Benguet considers raising funds for projects via SPVs
http://www.manilatimes.net/national/2006/july/21/yehey/business/20060721bus8.html
PUBLICLY listed mining firm Benguet Corp. mulls over a number of special purpose vehicles it may create to get more funds for its mining projects.
Benjamin Philip Romualdez, Benguet president and chief executive officer, said the drafting of the Philippine Minerals Reporting Code (PMRC), an independent mining evaluation reporting system on exploration and development, is seen to encourage listed companies to create special-purpose vehicles (SPVs) for capital raising.
“It’s easy to raise capital once you know what you’re going to raise it for. Listed mining companies are looking at the possibility of creating special purpose vehicles, for individual projects to raise capital to get those projects moving. The JORC [Joint Ore Reporting Code] would be beneficial for companies like Benguet,” he said.
Romualdez cited the company’s gold, nickel and copper projects all over the country that needs an arrangement such as SPV to be fully developed.
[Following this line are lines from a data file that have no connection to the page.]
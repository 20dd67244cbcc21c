use crate::common::*;

/// A floating point value within range [0.0, 1.0].
///
/// It is used for overlap thresholds and sampling fractions in the
/// configuration.
#[derive(Debug, Clone, Copy, PartialEq, Eq, PartialOrd, Ord, Hash)]
#[repr(transparent)]
pub struct Ratio(R64);

impl Ratio {
    /// Builds a ratio from a constant, clamping it into range.
    pub(crate) fn clamped(value: f64) -> Self {
        Self(r64(value).max(r64(0.0)).min(r64(1.0)))
    }

    pub fn to_r64(&self) -> R64 {
        self.0
    }

    pub fn to_f64(&self) -> f64 {
        self.0.raw()
    }

    pub fn to_f32(&self) -> f32 {
        self.0.raw() as f32
    }
}

impl Serialize for Ratio {
    fn serialize<S>(&self, serializer: S) -> Result<S::Ok, S::Error>
    where
        S: Serializer,
    {
        self.0.serialize(serializer)
    }
}

impl<'de> Deserialize<'de> for Ratio {
    fn deserialize<D>(deserializer: D) -> Result<Self, D::Error>
    where
        D: Deserializer<'de>,
    {
        let value = f64::deserialize(deserializer)?;
        Self::try_from(value).map_err(|err| D::Error::custom(format!("{:?}", err)))
    }
}

impl AbsDiffEq<f64> for Ratio {
    type Epsilon = f64;

    fn default_epsilon() -> Self::Epsilon {
        f64::default_epsilon()
    }

    fn abs_diff_eq(&self, other: &f64, epsilon: Self::Epsilon) -> bool {
        self.0.raw().abs_diff_eq(other, epsilon)
    }
}

impl TryFrom<R64> for Ratio {
    type Error = Error;

    fn try_from(value: R64) -> Result<Self, Self::Error> {
        ensure!(
            ((0.0 - f64::default_epsilon())..=(1.0 + f64::default_epsilon()))
                .contains(&value.raw()),
            "ratio value must be within range [0.0, 1.0], but get {}",
            value
        );
        let value = value.max(R64::new(0.0)).min(R64::new(1.0));
        Ok(Self(value))
    }
}

impl TryFrom<f64> for Ratio {
    type Error = Error;

    fn try_from(value: f64) -> Result<Self, Self::Error> {
        Self::try_from(R64::try_new(value).ok_or_else(|| format_err!("not a finite value"))?)
    }
}

impl From<Ratio> for f64 {
    fn from(ratio: Ratio) -> Self {
        ratio.0.raw()
    }
}

impl PartialEq<f64> for Ratio {
    fn eq(&self, rhs: &f64) -> bool {
        self.0.raw().eq(rhs)
    }
}

impl Display for Ratio {
    fn fmt(&self, f: &mut Formatter<'_>) -> Result<(), fmt::Error> {
        Display::fmt(&self.to_f64(), f)
    }
}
An SPV, which is also known as bankruptcy-remote entity, limits its operations to the acquisition and financing of specific assets.
The SPV is usually a subsidiary company with an asset/liability structure and legal status that makes its obligations secure even if the parent company goes bankrupt. It is also designed to
serve as a counterparty for swaps and other credit sensitive derivative instruments.
Romualdez also reported that the Benguet’s shares remain under suspension owing to its failure to submit its annual report and first-quarter report to regulators.
“The difficulty lies with adopting the International Accounting Standards and we have yet to submit reports next month.”
Stakeholders are expecting to adopt the PRMC in December this year and scheduled workshops would serve as consultation meetings for professionals and other members to incorporate their inputs on the PRMC.